Mittels hochauflösender Verfahren der Massenspektrometrie maßen die Forschenden nicht nur, in welchem Umfang die zuvor definierten Chemikalien in den Salatpflanzen landeten. Sie identifizierten ebenso die Stoffe, zu denen diese in der Salatpflanze verstoffwechselt wurden: »Die Pflanzen verarbeiteten die Stoffe und erzeugten dabei auch Verbindungen, die bisher nicht beschrieben wurden. Da wir die Toxizität dieser Stoffwechselprodukte nicht kennen, stellen sie eine nicht abschätzbare Gesundheitsgefahr dar«, sagt Thorsten Hüffer, der ebenfalls an der Studie beteiligt war. Die identifizierten Stoffwechselprodukte seien in der Pflanze recht stabil. Höchstwahrscheinlich blieben sie daher bis auf den Essensteller erhalten. »Im menschlichen Körper werden solche Verbindungen jedoch sehr leicht abgebaut. Wenn also jemand einen solchen kontaminierten Salat isst, könnten die ursprünglichen Chemikalien im Körper wieder freigesetzt werden«, erklärt Anya Sherman.

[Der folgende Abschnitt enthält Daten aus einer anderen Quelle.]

//! Utility functions for image processing
//!
//! - Grayscale conversion (RGB to a luminance plane, region cropping)
//! - Binarization (fixed-threshold dark-pixel counting)

/// Fixed-threshold dark-pixel counting
pub mod binarization;
/// RGB to luminance conversion and cropping
pub mod grayscale;

pub use grayscale::LumaPlane;
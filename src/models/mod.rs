/// Keyed counter record
pub mod entry;
/// Pixel rectangles
pub mod region;

pub use entry::Entry;
pub use region::Region;
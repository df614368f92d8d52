//! Row key decoding
//!
//! Each row carries a QR symbol whose payload is the tally key. The pipeline
//! reaches the decoder through [`KeyReader`] so other key sources can stand in.

/// QR decoding of one key square
pub mod qr_region;

pub use qr_region::{KeyReader, QrKeyReader, decode_qr, decode_qr_region};
use std::path::Path;

use image::RgbImage;
use tracing::{debug, info, warn};

use crate::annotate::{Annotator, NoopAnnotator};
use crate::config::ReaderConfig;
use crate::decoder::{KeyReader, QrKeyReader};
use crate::detector::analyze_sections;
use crate::error::{FormError, FormResult};
use crate::layout::FormLayout;
use crate::models::Region;
use crate::store::CounterStore;
use crate::tools::load_rgb;
use crate::utils::LumaPlane;

/// A row whose count was applied to the store
#[derive(Debug, Clone, PartialEq, Eq)]
pub struct RowOutcome {
    /// Row index on the form
    pub row: usize,
    /// Decoded key
    pub key: String,
    /// Tens digit read from the bubbles
    pub tens: usize,
    /// Ones digit read from the bubbles
    pub ones: usize,
    /// Delta applied, `tens * 10 + ones`
    pub count: i64,
    /// Entry value after the update
    pub total: i64,
}

/// What one decode call did
#[derive(Debug, Clone, Default, PartialEq, Eq)]
pub struct DecodeReport {
    /// Rows applied to the store, in row order
    pub applied: Vec<RowOutcome>,
    /// Rows without a readable key
    pub blank_rows: usize,
    /// Rows with a key but a zero count
    pub unmarked_rows: usize,
    /// Rows skipped because a region was invalid or outside the scan
    pub failed_rows: usize,
}

impl DecodeReport {
    /// Number of rows that changed the store
    pub fn rows_applied(&self) -> usize {
        self.applied.len()
    }
}

/// Decodes tally forms into a [`CounterStore`]
#[derive(Debug, Clone)]
pub struct FormReader<K = QrKeyReader> {
    layout: FormLayout,
    config: ReaderConfig,
    keys: K,
}

impl FormReader {
    /// Standard layout, thresholds from the environment, QR keys
    pub fn new() -> Self {
        Self {
            layout: FormLayout::default(),
            config: ReaderConfig::from_env(),
            keys: QrKeyReader,
        }
    }
}

impl Default for FormReader {
    fn default() -> Self {
        Self::new()
    }
}

impl<K: KeyReader> FormReader<K> {
    /// Replace the key source
    pub fn with_key_reader<R: KeyReader>(self, keys: R) -> FormReader<R> {
        FormReader {
            layout: self.layout,
            config: self.config,
            keys,
        }
    }

    /// Replace the row geometry
    pub fn with_layout(mut self, layout: FormLayout) -> Self {
        self.layout = layout;
        self
    }

    /// Replace the thresholds
    pub fn with_config(mut self, config: ReaderConfig) -> Self {
        self.config = config;
        self
    }

    /// Row geometry in use
    pub fn layout(&self) -> &FormLayout {
        &self.layout
    }

    /// Thresholds in use
    pub fn config(&self) -> &ReaderConfig {
        &self.config
    }

    /// Decode every row of `image` and apply non-zero counts to `store`.
    ///
    /// Rows are independent: a row that cannot be read is logged and skipped.
    pub fn decode(
        &self,
        image: &RgbImage,
        store: &CounterStore,
        annotator: &mut dyn Annotator,
    ) -> DecodeReport {
        let luma = LumaPlane::from_rgb(image);
        self.decode_luma(&luma, store, annotator)
    }

    /// Same as [`FormReader::decode`] on an already converted scan
    pub fn decode_luma(
        &self,
        luma: &LumaPlane,
        store: &CounterStore,
        annotator: &mut dyn Annotator,
    ) -> DecodeReport {
        if !self.layout.fits(luma.width(), luma.height()) {
            warn!(
                width = luma.width(),
                height = luma.height(),
                "form layout exceeds the scan; rows outside it will be skipped"
            );
        }

        let mut report = DecodeReport::default();
        for row in 0..self.layout.rows {
            match self.decode_row(row, luma, store, annotator) {
                Ok(Some(outcome)) => report.applied.push(outcome),
                Ok(None) => report.unmarked_rows += 1,
                Err(e @ (FormError::RegionDecode(_) | FormError::EmptyKey)) => {
                    debug!(row, error = %e, "no key, skipping row");
                    report.blank_rows += 1;
                }
                Err(e) => {
                    warn!(row, error = %e, "skipping row");
                    report.failed_rows += 1;
                }
            }
        }

        info!(
            applied = report.rows_applied(),
            blank = report.blank_rows,
            unmarked = report.unmarked_rows,
            failed = report.failed_rows,
            "form decoded"
        );
        report
    }

    fn decode_row(
        &self,
        row: usize,
        luma: &LumaPlane,
        store: &CounterStore,
        annotator: &mut dyn Annotator,
    ) -> FormResult<Option<RowOutcome>> {
        let regions = self.layout.row_regions(row);

        let key = match self.keys.read_key(luma, regions.key) {
            Ok(key) => {
                annotator.key_region(regions.key, &key);
                key
            }
            Err(e) => {
                annotator.key_region(regions.key, "");
                return Err(e);
            }
        };
        if key.is_empty() {
            return Err(FormError::EmptyKey);
        }

        let tens = self.read_digit(luma, regions.tens, annotator)?;
        let ones = self.read_digit(luma, regions.ones, annotator)?;
        let count = (tens * 10 + ones) as i64;
        if count == 0 {
            debug!(row, key = %key, "no marks, leaving tally untouched");
            return Ok(None);
        }

        let entry = store.increment_or_create(&key, count);
        info!(
            row,
            key = %key,
            name = %entry.display_name,
            total = entry.value,
            added = count,
            "updated tally"
        );
        Ok(Some(RowOutcome {
            row,
            key,
            tens,
            ones,
            count,
            total: entry.value,
        }))
    }

    fn read_digit(
        &self,
        luma: &LumaPlane,
        region: Region,
        annotator: &mut dyn Annotator,
    ) -> FormResult<usize> {
        let reading = analyze_sections(luma, region, self.config.digit_sections, &self.config)?;
        annotator.section_region(region, &reading);
        Ok(reading.standout())
    }
}

/// Decode `image` with the standard reader, without an overlay
pub fn decode_document(image: &RgbImage, store: &CounterStore) -> DecodeReport {
    FormReader::new().decode(image, store, &mut NoopAnnotator)
}

/// Load the scan at `path` and decode it.
///
/// A scan that cannot be loaded is an error and leaves `store` untouched.
pub fn decode_document_path<P: AsRef<Path>>(
    path: P,
    store: &CounterStore,
) -> FormResult<DecodeReport> {
    let image = load_rgb(path)?;
    Ok(decode_document(&image, store))
}
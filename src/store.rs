//! Shared keyed tally
//!
//! A single `RwLock` guards the whole map: every mutation is one critical
//! section, and snapshots are taken under the read side so a reader never
//! observes a half-applied update.

use std::collections::HashMap;

use parking_lot::RwLock;

use crate::models::Entry;

/// Thread-safe mapping from key to [`Entry`]
///
/// Share it between the decode pipeline and any readers with an `Arc`.
#[derive(Debug, Default)]
pub struct CounterStore {
    items: RwLock<HashMap<String, Entry>>,
}

impl CounterStore {
    /// Create an empty store
    pub fn new() -> Self {
        Self::default()
    }

    /// Add `delta` to `key`, creating the entry (named after its key) when absent.
    ///
    /// Returns the entry as it stands after the update.
    pub fn increment_or_create(&self, key: &str, delta: i64) -> Entry {
        let mut items = self.items.write();
        let entry = items
            .entry(key.to_string())
            .and_modify(|e| e.value += delta)
            .or_insert_with(|| Entry::new(key, delta));
        entry.clone()
    }

    /// Change the display name of `key`. Unknown keys are ignored.
    ///
    /// Returns `true` when an entry was renamed.
    pub fn rename(&self, key: &str, display_name: &str) -> bool {
        let mut items = self.items.write();
        match items.get_mut(key) {
            Some(entry) => {
                entry.display_name = display_name.to_string();
                true
            }
            None => false,
        }
    }

    /// Copy of a single entry
    pub fn get(&self, key: &str) -> Option<Entry> {
        self.items.read().get(key).cloned()
    }

    /// Consistent copy of every entry, ordered by key
    pub fn snapshot(&self) -> Vec<Entry> {
        let mut entries: Vec<Entry> = self.items.read().values().cloned().collect();
        entries.sort_by(|a, b| a.key.cmp(&b.key));
        entries
    }

    /// Number of keys
    pub fn len(&self) -> usize {
        self.items.read().len()
    }

    /// True when no key has been seen yet
    pub fn is_empty(&self) -> bool {
        self.items.read().is_empty()
    }
}
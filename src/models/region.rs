use std::fmt;

/// Axis-aligned pixel rectangle, min inclusive and max exclusive
#[derive(Debug, Clone, Copy, PartialEq, Eq, Hash, Default)]
pub struct Region {
    /// Left edge
    pub x0: u32,
    /// Top edge
    pub y0: u32,
    /// Right edge (exclusive)
    pub x1: u32,
    /// Bottom edge (exclusive)
    pub y1: u32,
}

impl Region {
    /// Create a region from two corners
    pub fn new(x0: u32, y0: u32, x1: u32, y1: u32) -> Self {
        Self { x0, y0, x1, y1 }
    }

    /// Create a region from its top-left corner and size
    pub fn at(x0: u32, y0: u32, width: u32, height: u32) -> Self {
        Self {
            x0,
            y0,
            x1: x0.saturating_add(width),
            y1: y0.saturating_add(height),
        }
    }

    /// Width in pixels (0 when the corners are inverted)
    pub fn width(&self) -> u32 {
        self.x1.saturating_sub(self.x0)
    }

    /// Height in pixels (0 when the corners are inverted)
    pub fn height(&self) -> u32 {
        self.y1.saturating_sub(self.y0)
    }

    /// True when the region covers no pixels
    pub fn is_empty(&self) -> bool {
        self.width() == 0 || self.height() == 0
    }

    /// Shift the region down by `dy` pixels, clamped at `u32::MAX`
    pub fn offset_y(&self, dy: u32) -> Self {
        Self {
            x0: self.x0,
            y0: self.y0.saturating_add(dy),
            x1: self.x1,
            y1: self.y1.saturating_add(dy),
        }
    }

    /// True when the region lies inside a `width` x `height` image
    pub fn fits_within(&self, width: u32, height: u32) -> bool {
        self.x0 <= self.x1 && self.y0 <= self.y1 && self.x1 <= width && self.y1 <= height
    }

    /// True when the two regions share at least one pixel
    pub fn intersects(&self, other: &Region) -> bool {
        self.x0 < other.x1 && other.x0 < self.x1 && self.y0 < other.y1 && other.y0 < self.y1
    }
}

impl fmt::Display for Region {
    fn fmt(&self, f: &mut fmt::Formatter<'_>) -> fmt::Result {
        write!(f, "({},{})-({},{})", self.x0, self.y0, self.x1, self.y1)
    }
}
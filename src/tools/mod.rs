//! File helpers shared by the pipeline and the `formtool` binary

use std::fs;
use std::path::{Path, PathBuf};

use image::RgbImage;

use crate::error::{FormError, FormResult};

/// Where the diagnostic overlay is written unless told otherwise
pub const DEFAULT_OVERLAY_PATH: &str = "example.png";

const SCAN_EXTENSIONS: [&str; 6] = ["png", "jpg", "jpeg", "gif", "bmp", "tif"];

/// Load a scan as 8-bit RGB
pub fn load_rgb<P: AsRef<Path>>(path: P) -> FormResult<RgbImage> {
    let path = path.as_ref();
    let img = image::open(path).map_err(|source| FormError::ImageLoad {
        path: path.to_path_buf(),
        source,
    })?;
    Ok(img.to_rgb8())
}

/// Write an image; the format follows the file extension
pub fn save_rgb<P: AsRef<Path>>(image: &RgbImage, path: P) -> FormResult<()> {
    let path = path.as_ref();
    image.save(path).map_err(|source| FormError::ImageSave {
        path: path.to_path_buf(),
        source,
    })
}

/// Expand a list of files and directories into scan paths.
///
/// Files are kept as given. Directories are walked recursively and their
/// images are added in sorted order.
pub fn scan_paths<P: AsRef<Path>>(inputs: &[P]) -> Vec<PathBuf> {
    let mut paths = Vec::new();
    for input in inputs {
        let input = input.as_ref();
        if input.is_dir() {
            let mut found = collect_images(input);
            found.sort();
            paths.extend(found);
        } else {
            paths.push(input.to_path_buf());
        }
    }
    paths
}

fn collect_images(root: &Path) -> Vec<PathBuf> {
    let mut stack = vec![root.to_path_buf()];
    let mut images = Vec::new();

    while let Some(dir) = stack.pop() {
        let entries = match fs::read_dir(&dir) {
            Ok(entries) => entries,
            Err(_) => continue,
        };

        for entry in entries.flatten() {
            let path = entry.path();
            if path.is_dir() {
                stack.push(path);
                continue;
            }
            if let Some(ext) = path.extension() {
                let ext = ext.to_string_lossy().to_lowercase();
                if SCAN_EXTENSIONS.contains(&ext.as_str()) {
                    images.push(path);
                }
            }
        }
    }

    images
}
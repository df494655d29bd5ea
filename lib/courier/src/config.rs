//! Transport configuration.

use std::time::Duration;

/// Configuration for [`HyperClient`](crate::HyperClient).
#[derive(Debug, Clone, PartialEq, Eq)]
pub struct ClientConfig {
    /// Overall time allowed for a request, from dispatch to the last body byte.
    pub timeout: Duration,
    /// Time allowed to establish a connection.
    pub connect_timeout: Duration,
    /// Maximum idle connections kept per host.
    pub pool_idle_per_host: usize,
    /// How long an idle connection is kept.
    pub pool_idle_timeout: Duration,
}

impl Default for ClientConfig {
    fn default() -> Self {
        Self {
            timeout: Duration::from_secs(30),
            connect_timeout: Duration::from_secs(10),
            pool_idle_per_host: 32,
            pool_idle_timeout: Duration::from_secs(90),
        }
    }
}

impl ClientConfig {
    /// Create a new configuration builder.
    #[must_use]
    pub fn builder() -> ClientConfigBuilder {
        ClientConfigBuilder::default()
    }
}

/// Builder for [`ClientConfig`]. Unset values fall back to the defaults.
#[derive(Debug, Clone, Default)]
pub struct ClientConfigBuilder {
    timeout: Option<Duration>,
    connect_timeout: Option<Duration>,
    pool_idle_per_host: Option<usize>,
    pool_idle_timeout: Option<Duration>,
}

impl ClientConfigBuilder {
    /// Set the request timeout.
    #[must_use]
    pub const fn timeout(mut self, timeout: Duration) -> Self {
        self.timeout = Some(timeout);
        self
    }

    /// Set the connection timeout.
    #[must_use]
    pub const fn connect_timeout(mut self, timeout: Duration) -> Self {
        self.connect_timeout = Some(timeout);
        self
    }

    /// Set the maximum idle connections per host.
    #[must_use]
    pub const fn pool_idle_per_host(mut self, count: usize) -> Self {
        self.pool_idle_per_host = Some(count);
        self
    }

    /// Set the idle connection timeout.
    #[must_use]
    pub const fn pool_idle_timeout(mut self, timeout: Duration) -> Self {
        self.pool_idle_timeout = Some(timeout);
        self
    }

    /// Build the configuration.
    #[must_use]
    pub fn build(self) -> ClientConfig {
        let defaults = ClientConfig::default();
        ClientConfig {
            timeout: self.timeout.unwrap_or(defaults.timeout),
            connect_timeout: self.connect_timeout.unwrap_or(defaults.connect_timeout),
            pool_idle_per_host: self
                .pool_idle_per_host
                .unwrap_or(defaults.pool_idle_per_host),
            pool_idle_timeout: self.pool_idle_timeout.unwrap_or(defaults.pool_idle_timeout),
        }
    }
}
//! Declarative HTTP client for Rust with a composable response pipeline.
//!
//! Describe requests as [`Resource`]s of a [`WebService`], load them over a
//! [`HyperClient`] (or any [`HttpClient`]), and let the [`Pipeline`] turn raw
//! bytes into a decoded result or an error.
//!
//! # Example
//!
//! ```no_run
//! use courier::prelude::*;
//!
//! #[derive(Debug, Deserialize)]
//! pub struct User {
//!     id: u64,
//!     name: String,
//! }
//!
//! # async fn run() -> courier::Result<()> {
//! let api = WebService::new(HyperClient::builder().with_logging().build(), "https://api.example.com");
//!
//! let user: User = api.server().path("users/42").load_json().await?;
//!
//! // Or keep the whole response, and look at it before decoding.
//! let response = api.server().path("users/42").json().load().await;
//! if response.is_failure() {
//!     tracing::warn!(error = ?response.error(), "lookup failed");
//! }
//! # Ok(())
//! # }
//! ```

mod client;
mod config;
mod connector;
pub mod middleware;
pub mod prelude;
mod resource;
mod web_service;

pub use client::{BoxedService, HyperClient, HyperClientBuilder, ServiceFuture};
pub use config::{ClientConfig, ClientConfigBuilder};
pub use resource::Resource;
pub use web_service::WebService;

// Re-export tower for middleware composition
pub use tower;

pub use courier_core::{
    ContentType, EMPTY_DATA_REASON, Error, HttpClient, InterceptorFn, JsonParser,
    JsonReadingOptions, Method, NO_RESULT_REASON, NetworkResponse, ParsingInterceptor, Pipeline,
    Request, RequestBuilder, Response, ResponseInterceptor, ResponseParser, Result,
    StatusValidationInterceptor, TextParser, from_value, interceptor_fn, pipeline, to_json,
};

pub use courier_core::{StatusCode, header};

pub use url;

In einer kürzlich ebenfalls in »Environmental Science & Technology« veröffentlichten Studie analysierte das Team, wie lange Mikroplastik Schadstoffe an Gewässer abgibt. Dabei konzentrierten sie sich auf Phthalate – Zusatzstoffe, die vor allem bei der Herstellung von PVC verwendet werden. Die Analysen zeigten, dass das untersuchte PVC-Mikroplastik mehr als 500 Jahre lang Phthalate in aquatische Systeme – also zum Beispiel Flüsse, Seen oder Grundwasser – abgeben kann. Ein anderes Forscherteam aus Neuseeland zeigte, wie viel Mikroplastik sich in der Luft befinden kann: Sie ermittelten, dass jährlich etwa 74 Tonnen Mikroplastik aus der Atmosphäre auf die Stadt Auckland treffen. Dies entspricht mehr als drei Millionen Plastikflaschen.